5.3 Alcoholic liver disease

Macrophages play a pivotal role in the progression of alcoholic liver disease (ALD), promoting steatosis, inflammation, and fibrosis. Macrophage infiltration is significantly increased in the liver of patients with ALD (81). ALD is attributed to hepatocyte death and steatosis induced by alcohol and its metabolites. In addition, direct effects such as macrophage infiltration, cytokine/chemokine transduction, and proinflammatory cytokine release are implicated in the pathological mechanism (82). Investigations into KCs isolated from the liver of ALD mice have highlighted alcohol-induced pyroptosis in these cells. Silencing the m6A enzyme methyltransferase-like 3 (METTL3) alleviates inflammatory factor release by repressing KC pyroptosis in ALD mice. This underscores the pivotal role of KC pyroptosis in ALD mice (83). Suppression of macrophages contributes to alleviating ALD-associated pathological damage. Studies have shown that cannabidiol (CBD) prevents Lieber-DeCarli ethanol diet-induced fatty liver in mice by inhibiting liver macrophage recruitment and NF-κB-NLRP3 pathway-mediated pyroptosis (64). However, it is noteworthy that macrophage depletion with clodronate liposomes neither induces liver histopathological changes nor aggravates ethanol-induced liver injury (84). Conversely, alcohol induces pyroptosis in hepatocytes through TXNIP-mediated activation of the NLRP3 inflammasome (85).
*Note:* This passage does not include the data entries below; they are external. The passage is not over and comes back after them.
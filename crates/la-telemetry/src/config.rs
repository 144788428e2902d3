//! Telemetry configuration from environment variables.

use serde::{Deserialize, Serialize};
use std::env;

const DEFAULT_SERVICE_NAME: &str = "ledger-account";
const DEFAULT_LOG_LEVEL: &str = "info";

/// Logging configuration.
#[derive(Debug, Clone, PartialEq, Eq, Serialize, Deserialize)]
pub struct TelemetryConfig {
    /// Service name recorded on the startup event
    pub service_name: String,

    /// Filter directives (`info`, `la_04_account=debug,warn`, ...)
    pub log_level: String,

    /// Whether to write events to stderr
    pub console_output: bool,

    /// Whether to format events as JSON lines
    pub json_logs: bool,
}

impl Default for TelemetryConfig {
    fn default() -> Self {
        Self {
            service_name: DEFAULT_SERVICE_NAME.to_string(),
            log_level: DEFAULT_LOG_LEVEL.to_string(),
            console_output: true,
            json_logs: false,
        }
    }
}

impl TelemetryConfig {
    /// Create configuration from environment variables.
    ///
    /// # Environment Variables
    ///
    /// - `LA_SERVICE_NAME`: Service name (default: ledger-account)
    /// - `LA_LOG_LEVEL` or `RUST_LOG`: Filter directives (default: info)
    /// - `LA_CONSOLE_OUTPUT`: Enable console output (default: true)
    /// - `LA_JSON_LOGS`: Enable JSON logs (default: false)
    pub fn from_env() -> Self {
        Self::from_lookup(|key| env::var(key).ok())
    }

    /// Same as [`TelemetryConfig::from_env`] over an arbitrary lookup.
    pub fn from_lookup(lookup: impl Fn(&str) -> Option<String>) -> Self {
        Self {
            service_name: lookup("LA_SERVICE_NAME")
                .unwrap_or_else(|| DEFAULT_SERVICE_NAME.to_string()),

            log_level: lookup("LA_LOG_LEVEL")
                .or_else(|| lookup("RUST_LOG"))
                .unwrap_or_else(|| DEFAULT_LOG_LEVEL.to_string()),

            console_output: lookup("LA_CONSOLE_OUTPUT")
                .map(|v| v.to_lowercase() != "false" && v != "0")
                .unwrap_or(true),

            json_logs: lookup("LA_JSON_LOGS")
                .map(|v| v.to_lowercase() == "true" || v == "1")
                .unwrap_or(false),
        }
    }

    /// Override the filter directives.
    pub fn with_log_level(mut self, log_level: impl Into<String>) -> Self {
        self.log_level = log_level.into();
        self
    }
}
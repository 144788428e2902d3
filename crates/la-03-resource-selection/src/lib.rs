//! # Resource Selection Subsystem (LA-03)
//!
//! Chooses the coins that fund a spend and aggregates balances per asset.
//!
//! ## Architecture
//!
//! This crate follows Hexagonal Architecture (Ports & Adapters):
//!
//! - **Domain Layer** (`domain/`): pure selection and aggregation, no I/O
//!   - `Coin`, `SpendQuery`, `AssetBalance`
//!   - `select_coins`: largest-first greedy selection for one asset
//!   - `aggregate_balances`: per-asset totals, ascending by asset id
//!   - `SelectorConfig` / `SelectorConfigBuilder`
//!
//! - **Ports Layer** (`ports/`):
//!   - `ResourceSelectionApi`: driving port
//!   - `CoinSource`: driven port, the coin-listing collaborator
//!
//! - **Service Layer** (`service.rs`): `ResourceSelector` wires the two
//!
//! ## Invariants
//!
//! - **Sufficiency**: a successful selection always sums to at least the
//!   requested minimum per asset; otherwise `InsufficientFunds`.
//! - **Determinism**: an unchanged coin set always yields the same
//!   selection (amount descending, then UTXO id ascending).
//! - **Snapshot**: nothing is reserved between calls. Two concurrent
//!   selections may pick the same coin; the ledger rejects the loser.

pub mod domain;
pub mod ports;
pub mod service;

// Re-exports for convenience
pub use domain::balances::{aggregate_balances, normalize_balances};
pub use domain::config::{SelectorConfig, SelectorConfigBuilder, DEFAULT_MAX_INPUTS};
pub use domain::entities::{AssetBalance, Coin, SpendQuery};
pub use domain::errors::SelectionError;
pub use domain::selection::{select_coins, validate_queries};
pub use ports::inbound::ResourceSelectionApi;
pub use ports::outbound::{CoinSource, ProviderError};
pub use service::ResourceSelector;
//! # Ports Layer
//!
//! Trait definitions for the hexagonal architecture.
//! - **Inbound (Driving)**: API that accounts use
//! - **Outbound (Driven)**: the coin-listing collaborator

pub mod inbound;
pub mod outbound;
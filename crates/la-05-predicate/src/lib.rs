//! # Predicate Subsystem (LA-05)
//!
//! A predicate account has no key. Its address is derived from its
//! bytecode, and the ledger lets it spend whenever that bytecode evaluates
//! to true against the transaction and the supplied input data.
//!
//! ## Components
//!
//! - `bytecode`: Merkle root of the code and the address derived from it,
//!   plus configurable patches applied before hashing
//! - `arguments`: `PredicateArgument` and its word-aligned encoding
//! - `abi`: JSON ABI model used to check input data against `main`
//! - `PredicateAccount`: `LedgerAccount` implementation that authorizes
//!   transfers with a `PredicateWitness`
//!
//! Evaluation happens on the ledger; nothing here runs the bytecode.

pub mod domain;
pub mod predicate;

// Re-exports for convenience
pub use domain::abi::{AbiConfigurable, AbiFunction, AbiType, AbiTypeApplication, PredicateAbi};
pub use domain::arguments::{encode_arguments, PredicateArgument, WORD_SIZE};
pub use domain::bytecode::{
    apply_configurables, bytecode_root, predicate_address, ConfigurablePatch, BYTECODE_CHUNK_SIZE,
};
pub use domain::errors::PredicateError;
pub use predicate::PredicateAccount;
To date, most studies underscore the significant correlation between ALD pathology and increased macrophage infiltration, which is accompanied by pro-inflammatory factor release. As the most widely used method for macrophage depletion, clodronate liposomes offer economic advantages and simple preparation. However, their efficacy in macrophage depletion varies greatly (usually 50%–95%), and intravenous administration may not specifically deplete liver macrophages (86). Therefore, the reliability of the findings warrants further investigation. In conclusion, the specific role of macrophage pyroptosis in ALD necessitates deeper exploration through targeted regulation of macrophage pyroptosis.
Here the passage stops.